- _Goal of the exercise_
After finding the line with "pub fn new(carts: Arc<dyn" in the data below, set down exactly each line through the one with "let mut last_conflict = None;", inclusive, and stop there.

====== Provided data

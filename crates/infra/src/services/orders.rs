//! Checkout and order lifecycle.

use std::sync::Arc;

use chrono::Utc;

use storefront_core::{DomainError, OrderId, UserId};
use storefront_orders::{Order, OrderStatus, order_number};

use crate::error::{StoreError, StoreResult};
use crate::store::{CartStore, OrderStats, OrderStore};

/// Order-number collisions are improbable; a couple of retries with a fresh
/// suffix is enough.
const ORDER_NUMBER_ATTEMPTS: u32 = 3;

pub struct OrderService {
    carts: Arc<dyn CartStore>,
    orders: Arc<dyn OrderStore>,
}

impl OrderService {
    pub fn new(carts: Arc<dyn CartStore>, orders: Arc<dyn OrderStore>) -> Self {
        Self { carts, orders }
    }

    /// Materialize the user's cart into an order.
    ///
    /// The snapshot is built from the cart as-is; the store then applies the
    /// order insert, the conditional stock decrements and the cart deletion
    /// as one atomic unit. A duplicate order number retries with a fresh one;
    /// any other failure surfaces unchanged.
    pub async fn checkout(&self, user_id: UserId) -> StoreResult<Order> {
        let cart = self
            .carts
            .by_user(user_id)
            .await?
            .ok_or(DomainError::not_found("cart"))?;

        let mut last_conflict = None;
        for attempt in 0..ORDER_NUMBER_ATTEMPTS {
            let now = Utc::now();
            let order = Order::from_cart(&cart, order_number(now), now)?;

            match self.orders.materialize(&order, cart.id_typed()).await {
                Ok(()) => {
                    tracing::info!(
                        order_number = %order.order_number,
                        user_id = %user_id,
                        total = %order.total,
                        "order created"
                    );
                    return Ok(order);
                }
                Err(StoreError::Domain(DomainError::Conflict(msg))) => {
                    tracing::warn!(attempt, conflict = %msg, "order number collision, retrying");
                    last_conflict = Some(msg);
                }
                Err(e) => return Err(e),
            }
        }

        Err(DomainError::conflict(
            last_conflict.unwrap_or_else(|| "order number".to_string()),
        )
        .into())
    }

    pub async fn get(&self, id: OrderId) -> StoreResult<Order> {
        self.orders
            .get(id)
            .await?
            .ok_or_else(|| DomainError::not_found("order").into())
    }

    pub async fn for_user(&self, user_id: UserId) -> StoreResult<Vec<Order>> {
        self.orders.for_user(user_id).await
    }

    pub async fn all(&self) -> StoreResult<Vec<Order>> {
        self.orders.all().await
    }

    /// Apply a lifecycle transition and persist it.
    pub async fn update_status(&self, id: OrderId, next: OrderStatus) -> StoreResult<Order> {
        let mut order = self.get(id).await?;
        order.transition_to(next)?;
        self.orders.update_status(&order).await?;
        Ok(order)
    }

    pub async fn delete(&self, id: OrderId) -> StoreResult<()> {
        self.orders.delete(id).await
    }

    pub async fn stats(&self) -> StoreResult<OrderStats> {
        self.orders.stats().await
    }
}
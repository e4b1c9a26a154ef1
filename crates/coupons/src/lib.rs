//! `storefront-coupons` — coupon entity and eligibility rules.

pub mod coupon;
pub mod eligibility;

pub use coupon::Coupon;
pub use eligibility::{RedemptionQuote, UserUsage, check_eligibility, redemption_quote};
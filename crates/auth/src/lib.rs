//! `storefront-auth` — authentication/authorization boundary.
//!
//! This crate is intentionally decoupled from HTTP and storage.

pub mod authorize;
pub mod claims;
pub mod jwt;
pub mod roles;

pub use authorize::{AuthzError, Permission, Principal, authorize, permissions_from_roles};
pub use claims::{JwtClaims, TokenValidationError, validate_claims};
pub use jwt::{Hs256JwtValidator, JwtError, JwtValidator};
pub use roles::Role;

============
====== Provided data

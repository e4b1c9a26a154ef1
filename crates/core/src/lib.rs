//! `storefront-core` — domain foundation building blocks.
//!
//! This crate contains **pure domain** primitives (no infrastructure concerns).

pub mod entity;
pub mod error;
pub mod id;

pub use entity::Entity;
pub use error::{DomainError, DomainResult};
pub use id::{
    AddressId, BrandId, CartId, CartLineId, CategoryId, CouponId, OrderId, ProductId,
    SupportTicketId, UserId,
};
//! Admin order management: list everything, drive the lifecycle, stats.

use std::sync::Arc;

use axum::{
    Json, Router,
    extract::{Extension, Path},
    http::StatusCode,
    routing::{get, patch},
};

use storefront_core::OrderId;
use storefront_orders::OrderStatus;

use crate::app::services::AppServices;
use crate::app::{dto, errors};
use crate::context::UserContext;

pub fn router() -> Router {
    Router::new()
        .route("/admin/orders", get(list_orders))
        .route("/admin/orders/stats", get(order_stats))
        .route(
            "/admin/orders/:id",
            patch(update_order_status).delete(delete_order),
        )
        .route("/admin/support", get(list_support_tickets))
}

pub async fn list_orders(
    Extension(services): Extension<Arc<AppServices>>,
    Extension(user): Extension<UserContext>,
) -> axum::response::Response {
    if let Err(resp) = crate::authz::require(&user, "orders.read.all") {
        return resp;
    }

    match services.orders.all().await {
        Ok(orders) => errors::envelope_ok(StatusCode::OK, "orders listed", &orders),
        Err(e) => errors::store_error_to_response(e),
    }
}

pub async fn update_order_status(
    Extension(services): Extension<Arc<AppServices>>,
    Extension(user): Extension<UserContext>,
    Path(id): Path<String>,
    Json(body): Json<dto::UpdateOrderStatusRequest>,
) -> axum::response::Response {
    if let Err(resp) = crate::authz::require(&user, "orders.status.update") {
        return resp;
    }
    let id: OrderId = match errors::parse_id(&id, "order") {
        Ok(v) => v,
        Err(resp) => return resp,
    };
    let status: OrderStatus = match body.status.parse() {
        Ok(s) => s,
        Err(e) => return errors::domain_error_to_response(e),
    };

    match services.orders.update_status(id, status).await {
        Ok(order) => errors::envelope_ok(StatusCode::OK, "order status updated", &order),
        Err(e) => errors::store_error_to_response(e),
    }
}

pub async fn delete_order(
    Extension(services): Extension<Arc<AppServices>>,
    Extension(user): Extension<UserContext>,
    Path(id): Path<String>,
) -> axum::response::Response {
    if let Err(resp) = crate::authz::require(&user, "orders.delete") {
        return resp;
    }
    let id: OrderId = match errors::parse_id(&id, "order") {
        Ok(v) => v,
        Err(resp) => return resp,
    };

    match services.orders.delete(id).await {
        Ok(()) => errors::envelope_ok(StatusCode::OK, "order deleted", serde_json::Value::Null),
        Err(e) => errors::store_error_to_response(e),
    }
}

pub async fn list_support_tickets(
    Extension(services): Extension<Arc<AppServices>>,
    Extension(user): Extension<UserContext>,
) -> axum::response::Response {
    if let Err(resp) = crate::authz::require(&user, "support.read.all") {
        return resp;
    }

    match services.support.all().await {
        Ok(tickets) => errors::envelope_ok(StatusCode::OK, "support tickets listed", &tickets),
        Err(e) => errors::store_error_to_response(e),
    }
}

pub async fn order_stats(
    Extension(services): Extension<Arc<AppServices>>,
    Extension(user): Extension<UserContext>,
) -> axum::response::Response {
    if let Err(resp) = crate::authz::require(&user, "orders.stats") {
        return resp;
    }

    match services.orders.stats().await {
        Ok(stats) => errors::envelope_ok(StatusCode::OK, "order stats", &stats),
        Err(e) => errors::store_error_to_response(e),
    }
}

============
====== Provided data

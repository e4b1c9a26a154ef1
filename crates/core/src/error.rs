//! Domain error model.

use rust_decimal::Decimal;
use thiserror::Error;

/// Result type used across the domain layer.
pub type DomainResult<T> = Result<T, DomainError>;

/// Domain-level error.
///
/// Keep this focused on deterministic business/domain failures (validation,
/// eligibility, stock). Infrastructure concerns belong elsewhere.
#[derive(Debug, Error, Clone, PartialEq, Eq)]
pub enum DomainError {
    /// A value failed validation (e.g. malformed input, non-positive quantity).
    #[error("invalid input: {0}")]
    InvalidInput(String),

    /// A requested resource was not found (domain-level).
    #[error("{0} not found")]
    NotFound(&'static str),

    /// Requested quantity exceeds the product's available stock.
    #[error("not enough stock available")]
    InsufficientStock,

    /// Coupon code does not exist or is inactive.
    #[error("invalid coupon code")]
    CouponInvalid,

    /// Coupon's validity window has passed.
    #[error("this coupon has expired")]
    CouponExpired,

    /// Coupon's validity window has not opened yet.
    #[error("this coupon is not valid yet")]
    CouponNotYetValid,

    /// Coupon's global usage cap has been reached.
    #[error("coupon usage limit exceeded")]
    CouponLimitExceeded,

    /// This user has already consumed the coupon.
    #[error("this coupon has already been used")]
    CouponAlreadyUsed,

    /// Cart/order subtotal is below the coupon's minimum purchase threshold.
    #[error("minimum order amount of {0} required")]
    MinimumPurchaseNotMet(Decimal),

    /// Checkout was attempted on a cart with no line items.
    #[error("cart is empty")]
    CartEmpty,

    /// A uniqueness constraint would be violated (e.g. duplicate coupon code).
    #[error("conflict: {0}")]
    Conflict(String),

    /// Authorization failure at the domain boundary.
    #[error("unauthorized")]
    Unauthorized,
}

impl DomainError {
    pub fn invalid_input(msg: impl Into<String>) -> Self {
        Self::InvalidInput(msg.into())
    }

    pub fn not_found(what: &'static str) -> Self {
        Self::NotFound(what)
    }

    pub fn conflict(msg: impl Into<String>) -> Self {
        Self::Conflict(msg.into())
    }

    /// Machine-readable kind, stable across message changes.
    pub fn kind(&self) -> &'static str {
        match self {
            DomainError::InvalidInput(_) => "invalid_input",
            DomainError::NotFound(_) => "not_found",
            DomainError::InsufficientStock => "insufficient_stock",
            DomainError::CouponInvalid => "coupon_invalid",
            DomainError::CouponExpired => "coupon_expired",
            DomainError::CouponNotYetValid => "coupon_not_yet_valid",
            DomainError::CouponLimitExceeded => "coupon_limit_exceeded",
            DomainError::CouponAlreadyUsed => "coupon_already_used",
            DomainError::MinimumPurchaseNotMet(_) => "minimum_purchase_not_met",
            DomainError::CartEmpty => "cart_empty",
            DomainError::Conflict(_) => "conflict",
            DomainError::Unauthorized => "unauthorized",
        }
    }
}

============

- _Solved problem_
    pub fn new(carts: Arc<dyn CartStore>, orders: Arc<dyn OrderStore>) -> Self {
        Self { carts, orders }
    }

    /// Materialize the user's cart into an order.
    ///
    /// The snapshot is built from the cart as-is; the store then applies the
    /// order insert, the conditional stock decrements and the cart deletion
    /// as one atomic unit. A duplicate order number retries with a fresh one;
    /// any other failure surfaces unchanged.
    pub async fn checkout(&self, user_id: UserId) -> StoreResult<Order> {
        let cart = self
            .carts
            .by_user(user_id)
            .await?
            .ok_or(DomainError::not_found("cart"))?;

        let mut last_conflict = None;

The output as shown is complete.